Lead industry analyst at CoBank's Knowledge Exchange Division, Brian Earnest, wrote that even with strong consumer demand, record-high feed costs, labor shortages and supply chain issues will challenge, or end, what he called a "broad-based era of profitability" next year.

Specific to retail grocery sales, Earnest wrote that while they have risen, unit volume sales have been declining and are giving way to the reality of declining incomes and shrinking savings accounts.
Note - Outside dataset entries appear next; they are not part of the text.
//! Reusable tile bitmaps.

use pdf_engine::{RgbaImage, PAPER};

/// Default number of released bitmaps kept for reuse.
pub const DEFAULT_POOL_CAPACITY: usize = 32;

/// Bounded free list of pixel buffers.
///
/// Released buffers beyond the capacity are dropped, so the pool never holds
/// more than `capacity` idle bitmaps.
#[derive(Debug)]
pub struct BufferPool {
    free: Vec<Vec<u8>>,
    capacity: usize,
    reused: u64,
    allocated: u64,
}

impl Default for BufferPool {
    fn default() -> Self {
        Self::new(DEFAULT_POOL_CAPACITY)
    }
}

impl BufferPool {
    pub fn new(capacity: usize) -> Self {
        Self { free: Vec::new(), capacity, reused: 0, allocated: 0 }
    }

    /// Bitmap of the requested size filled with paper white.
    pub fn acquire(&mut self, width: u32, height: u32) -> RgbaImage {
        let len = width as usize * height as usize * 4;

        let position = self.free.iter().position(|buffer| buffer.capacity() >= len);
        let mut buffer = match position {
            Some(index) => {
                self.reused += 1;
                self.free.swap_remove(index)
            }
            None => {
                self.allocated += 1;
                Vec::with_capacity(len)
            }
        };

        buffer.clear();
        buffer.extend(std::iter::repeat(PAPER.0).take(len / 4).flatten());

        RgbaImage::from_raw(width, height, buffer)
            .unwrap_or_else(|| RgbaImage::from_pixel(width, height, PAPER))
    }

    pub fn release(&mut self, image: RgbaImage) {
        if self.free.len() < self.capacity {
            self.free.push(image.into_raw());
        }
    }

    pub fn idle(&self) -> usize {
        self.free.len()
    }

    pub fn capacity(&self) -> usize {
        self.capacity
    }

    /// (reused, freshly allocated) acquisitions so far.
    pub fn counts(&self) -> (u64, u64) {
        (self.reused, self.allocated)
    }

    pub fn clear(&mut self) {
        self.free.clear();
    }
}
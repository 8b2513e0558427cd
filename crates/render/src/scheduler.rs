//! Demand-driven tile scheduling.
//!
//! [`TileScheduler::plan`] turns the current transform into the set of tiles
//! the viewport needs. Tiles that are still needed are kept, everything else
//! goes back to the buffer pool right away, and the missing tiles come back
//! as [`TileJob`]s. A job can run anywhere; its [`TileCompletion`] is handed
//! back through [`TileScheduler::accept`], which drops it if the page or
//! policy changed meanwhile or if the tile is no longer wanted.

use crate::lod::RasterPolicy;
use crate::pool::BufferPool;
use crate::tile::{Tile, TileGrid, TileKey};
use pdf_engine::{DocumentHandle, PageSize, PdfEngine, RenderRequest, RgbaImage};
use pdfview_scheduler::{Generation, Stamp};
use std::collections::{HashMap, HashSet};
use viewer_core::{Layout, Rect, Size, ViewportTransform};

/// One tile waiting to be rasterized. Owns its target bitmap.
#[derive(Debug)]
pub struct TileJob {
    pub key: TileKey,
    pub stamp: Stamp,
    pub request: RenderRequest,
    pub document_rect: Rect,
    buffer: RgbaImage,
}

impl TileJob {
    /// Rasterizes the tile. The engine is only borrowed for this call.
    pub fn rasterize<E: PdfEngine + ?Sized>(
        mut self,
        engine: &E,
        handle: DocumentHandle,
    ) -> TileCompletion {
        let error = if self.stamp.is_current() {
            engine.render_into(handle, self.request, &mut self.buffer).err().map(|err| err.to_string())
        } else {
            None
        };

        TileCompletion {
            key: self.key,
            stamp: self.stamp,
            document_rect: self.document_rect,
            raster_scale: self.request.scale,
            image: self.buffer,
            error,
        }
    }
}

#[derive(Debug)]
pub struct TileCompletion {
    pub key: TileKey,
    pub stamp: Stamp,
    pub document_rect: Rect,
    pub raster_scale: f32,
    pub image: RgbaImage,
    pub error: Option<String>,
}

#[derive(Debug)]
pub struct TilePlan {
    pub level: i32,
    pub required: Vec<TileKey>,
    pub jobs: Vec<TileJob>,
}

impl TilePlan {
    fn empty() -> Self {
        Self { level: 0, required: Vec::new(), jobs: Vec::new() }
    }

    pub fn is_settled(&self) -> bool {
        self.jobs.is_empty()
    }
}

#[derive(Debug, Clone, Copy, Default, PartialEq, Eq)]
pub struct TileStats {
    pub resident: usize,
    pub in_flight: usize,
    pub rasterized: u64,
    pub failed: u64,
    pub discarded: u64,
    pub released: u64,
}

#[derive(Debug, Clone, Copy, PartialEq)]
struct PageTarget {
    index: u32,
    size: PageSize,
}

pub struct TileScheduler {
    policy: RasterPolicy,
    generation: Generation,
    page: Option<PageTarget>,
    level: i32,
    tiles: HashMap<TileKey, Tile>,
    required: HashSet<TileKey>,
    in_flight: HashSet<TileKey>,
    pool: BufferPool,
    warned_generation: Option<u64>,
    stats: TileStats,
}

impl TileScheduler {
    pub fn new(policy: RasterPolicy) -> Self {
        Self::with_pool(policy, BufferPool::default())
    }

    pub fn with_pool(policy: RasterPolicy, pool: BufferPool) -> Self {
        Self {
            policy,
            generation: Generation::new(),
            page: None,
            level: 0,
            tiles: HashMap::new(),
            required: HashSet::new(),
            in_flight: HashSet::new(),
            pool,
            warned_generation: None,
            stats: TileStats::default(),
        }
    }

    pub fn policy(&self) -> &RasterPolicy {
        &self.policy
    }

    /// Replaces the raster policy. Existing tiles are dropped when it changes.
    pub fn set_policy(&mut self, policy: RasterPolicy) {
        if policy != self.policy {
            self.policy = policy;
            self.clear();
        }
    }

    /// Points the scheduler at a page. Switching pages drops every tile.
    pub fn set_page(&mut self, page_index: u32, size: PageSize) {
        let target = PageTarget { index: page_index, size };
        if self.page != Some(target) {
            self.clear();
            self.page = Some(target);
        }
    }

    pub fn page_index(&self) -> Option<u32> {
        self.page.map(|page| page.index)
    }

    /// Releases every tile and invalidates outstanding jobs.
    pub fn clear(&mut self) {
        self.generation.advance();
        for (_, tile) in self.tiles.drain() {
            self.stats.released += 1;
            self.pool.release(tile.image);
        }
        self.required.clear();
        self.in_flight.clear();
    }

    /// Forgets the current page as well as its tiles.
    pub fn reset(&mut self) {
        self.clear();
        self.page = None;
    }

    pub fn plan(&mut self, transform: &ViewportTransform, viewport: Size) -> TilePlan {
        let Some(page) = self.page else {
            return TilePlan::empty();
        };

        let layout = Layout::new(viewport, Size::new(page.size.width_pt, page.size.height_pt));
        let level = self.policy.level_for(page.size, transform.scale);
        let grid = TileGrid::new(&self.policy, page.size, level);
        self.level = level;

        let mut required = Vec::new();
        if let Some((cols, rows)) =
            transform.visible_document_rect(layout).and_then(|visible| grid.covering(visible))
        {
            for row in rows {
                for col in cols.clone() {
                    required.push(TileKey::new(page.index, level, col, row));
                }
            }
        }

        self.required = required.iter().copied().collect();

        let stale: Vec<TileKey> =
            self.tiles.keys().filter(|key| !self.required.contains(key)).copied().collect();
        for key in stale {
            if let Some(tile) = self.tiles.remove(&key) {
                self.stats.released += 1;
                self.pool.release(tile.image);
            }
        }

        let stamp = self.generation.stamp();
        let mut jobs = Vec::new();
        for key in &required {
            if self.tiles.contains_key(key) || self.in_flight.contains(key) {
                continue;
            }
            let (Some(pixels), Some(document_rect), Some(clip)) = (
                grid.tile_pixels(key.col, key.row),
                grid.document_rect(key.col, key.row),
                grid.clip_rect(key.col, key.row),
            ) else {
                continue;
            };

            self.in_flight.insert(*key);
            jobs.push(TileJob {
                key: *key,
                stamp: stamp.clone(),
                request: RenderRequest {
                    page_index: page.index,
                    scale: grid.raster_scale,
                    clip: Some(clip),
                    antialias: self.policy.antialias,
                },
                document_rect,
                buffer: self.pool.acquire(pixels.width, pixels.height),
            });
        }

        TilePlan { level, required, jobs }
    }

    /// Stores a finished tile. Returns `false` when the completion was stale
    /// and its bitmap went back to the pool.
    pub fn accept(&mut self, completion: TileCompletion) -> bool {
        let TileCompletion { key, stamp, document_rect, raster_scale, mut image, error } = completion;

        let current = stamp.is_current() && stamp.matches(&self.generation.stamp());
        if current {
            self.in_flight.remove(&key);
        }

        if !current || !self.required.contains(&key) || self.tiles.contains_key(&key) {
            self.stats.discarded += 1;
            self.pool.release(image);
            return false;
        }

        let blank = error.is_some();
        if let Some(error) = error {
            self.stats.failed += 1;
            image.pixels_mut().for_each(|pixel| *pixel = pdf_engine::PAPER);
            if self.warned_generation != Some(stamp.value()) {
                self.warned_generation = Some(stamp.value());
                log::warn!(
                    "rasterizing page {} failed, showing blank tiles: {error}",
                    key.page_index
                );
            }
        } else {
            self.stats.rasterized += 1;
        }

        self.tiles.insert(key, Tile { key, document_rect, raster_scale, image, blank });
        true
    }

    /// Gives up on a job that was never run, so the tile is planned again.
    /// Jobs from an earlier generation only return their bitmap.
    pub fn abandon(&mut self, job: TileJob) {
        if job.stamp.matches(&self.generation.stamp()) {
            self.in_flight.remove(&job.key);
        }
        self.pool.release(job.buffer);
    }

    /// Runs a plan's jobs on the calling thread. Returns how many tiles were stored.
    pub fn rasterize_now<E: PdfEngine + ?Sized>(
        &mut self,
        engine: &E,
        handle: DocumentHandle,
        plan: TilePlan,
    ) -> usize {
        plan.jobs
            .into_iter()
            .map(|job| job.rasterize(engine, handle))
            .fold(0, |stored, completion| stored + usize::from(self.accept(completion)))
    }

    /// Tiles for the current required set, in row-major order.
    pub fn visible_tiles(&self) -> Vec<&Tile> {
        let mut tiles: Vec<&Tile> =
            self.required.iter().filter_map(|key| self.tiles.get(key)).collect();
        tiles.sort_by_key(|tile| (tile.key.row, tile.key.col));
        tiles
    }

    pub fn is_complete(&self) -> bool {
        self.required.iter().all(|key| self.tiles.contains_key(key))
    }

    pub fn level(&self) -> i32 {
        self.level
    }

    pub fn stats(&self) -> TileStats {
        TileStats { resident: self.tiles.len(), in_flight: self.in_flight.len(), ..self.stats }
    }

    pub fn pool(&self) -> &BufferPool {
        &self.pool
    }
}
"This trend is expected to accelerate into the first half of 2023, as the Fed's escalating interest rates take their intended toll on the U.S. economy. After reaching an all-time high of more than 226 pounds per capita (projected) in 2022, we expect U.S. meat and poultry consumption to be flat at best in 2023, with marginal gains in chicken and pork offsetting a decline in beef."

After eight years of growth, the report noted that red meat production (specifically beef) will see "a rather substantial contraction during 2023, down 2 billion pounds annually year over year, as a result of shrinking cattle supplies. The decline reflects an estimated 5% annual reduction in total beef cow inventory and comes at a time when beef still has a tailwind of support from consumers. As a result, prices will remain historically strong, in both live cattle and beef markets."

To read the new CoBank report in full, go here:….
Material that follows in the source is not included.